**Required action:**
Reproduce all records exactly.

**Record extracts:**
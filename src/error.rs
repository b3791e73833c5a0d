//! Error types for geoclue-position.

use std::fmt;

use serde::{Deserialize, Serialize};
use thiserror::Error;

/// Main error type for internal and remote operations.
#[derive(Error, Debug)]
pub enum GeoclueError {
    /// A remote call returned an error reply.
    #[error("remote call failed: {name}: {message}")]
    Rpc {
        /// Error name reported by the service.
        name: String,
        /// Human-readable message.
        message: String,
    },

    /// A remote object could not be resolved.
    #[error("invalid remote object: {0}")]
    InvalidObject(String),

    /// Neither the desktop id override nor the application name is set.
    #[error("application desktop id is not set")]
    MissingDesktopId,

    /// Invalid client state transition attempted.
    #[error("invalid state transition from {from:?} to {to:?}")]
    InvalidStateTransition {
        from: crate::client::ClientState,
        to: crate::client::ClientState,
    },

    /// A remote property could not be read.
    #[error("property read failed: {0}")]
    Property(String),

    /// I/O error.
    #[error("I/O error: {0}")]
    Io(#[from] std::io::Error),

    /// JSON (de)serialization error.
    #[error("JSON error: {0}")]
    Json(#[from] serde_json::Error),
}

impl GeoclueError {
    /// Build an [`GeoclueError::Rpc`] from an error name and message.
    pub fn rpc(name: impl Into<String>, message: impl Into<String>) -> Self {
        Self::Rpc {
            name: name.into(),
            message: message.into(),
        }
    }
}

/// Convenience Result type for geoclue-position operations.
pub type Result<T> = std::result::Result<T, GeoclueError>;

/// Error condition reported to consumers of a position source.
#[derive(Debug, Clone, Copy, PartialEq, Eq, Hash, Default, Serialize, Deserialize)]
#[serde(rename_all = "kebab-case")]
pub enum SourceErrorKind {
    /// No error has occurred since the last request.
    #[default]
    NoError,
    /// The provider could not be reached, configured, started or stopped.
    Access,
    /// A single-shot request failed (timeout too small or no fix in time).
    UnknownSource,
}

impl fmt::Display for SourceErrorKind {
    fn fmt(&self, f: &mut fmt::Formatter<'_>) -> fmt::Result {
        match self {
            Self::NoError => write!(f, "no error"),
            Self::Access => write!(f, "access error"),
            Self::UnknownSource => write!(f, "unknown source error"),
        }
    }
}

**Your response:**
filename src/error.rs
repository b3791e73833c5a0d
//! Error types for geoclue-position.

use std::fmt;

use serde::{Deserialize, Serialize};
use thiserror::Error;

/// Main error type for internal and remote operations.
#[derive(Error, Debug)]
pub enum GeoclueError {
    /// A remote call returned an error reply.
    #[error("remote call failed: {name}: {message}")]
    Rpc {
        /// Error name reported by the service.
        name: String,
        /// Human-readable message.
        message: String,
    },

    /// A remote object could not be resolved.
    #[error("invalid remote object: {0}")]
    InvalidObject(String),

    /// Neither the desktop id override nor the application name is set.
    #[error("application desktop id is not set")]
    MissingDesktopId,

    /// Invalid client state transition attempted.
    #[error("invalid state transition from {from:?} to {to:?}")]
    InvalidStateTransition {
        from: crate::client::ClientState,
        to: crate::client::ClientState,
    },

    /// A remote property could not be read.
    #[error("property read failed: {0}")]
    Property(String),

    /// I/O error.
    #[error("I/O error: {0}")]
    Io(#[from] std::io::Error),

    /// JSON (de)serialization error.
    #[error("JSON error: {0}")]
    Json(#[from] serde_json::Error),
}

impl GeoclueError {
    /// Build an [`GeoclueError::Rpc`] from an error name and message.
    pub fn rpc(name: impl Into<String>, message: impl Into<String>) -> Self {
        Self::Rpc {
            name: name.into(),
            message: message.into(),
        }
    }
}

/// Convenience Result type for geoclue-position operations.
pub type Result<T> = std::result::Result<T, GeoclueError>;

/// Error condition reported to consumers of a position source.
#[derive(Debug, Clone, Copy, PartialEq, Eq, Hash, Default, Serialize, Deserialize)]
#[serde(rename_all = "kebab-case")]
pub enum SourceErrorKind {
    /// No error has occurred since the last request.
    #[default]
    NoError,
    /// The provider could not be reached, configured, started or stopped.
    Access,
    /// A single-shot request failed (timeout too small or no fix in time).
    UnknownSource,
}

impl fmt::Display for SourceErrorKind {
    fn fmt(&self, f: &mut fmt::Formatter<'_>) -> fmt::Result {
        match self {
            Self::NoError => write!(f, "no error"),
            Self::Access => write!(f, "access error"),
            Self::UnknownSource => write!(f, "unknown source error"),
        }
    }
}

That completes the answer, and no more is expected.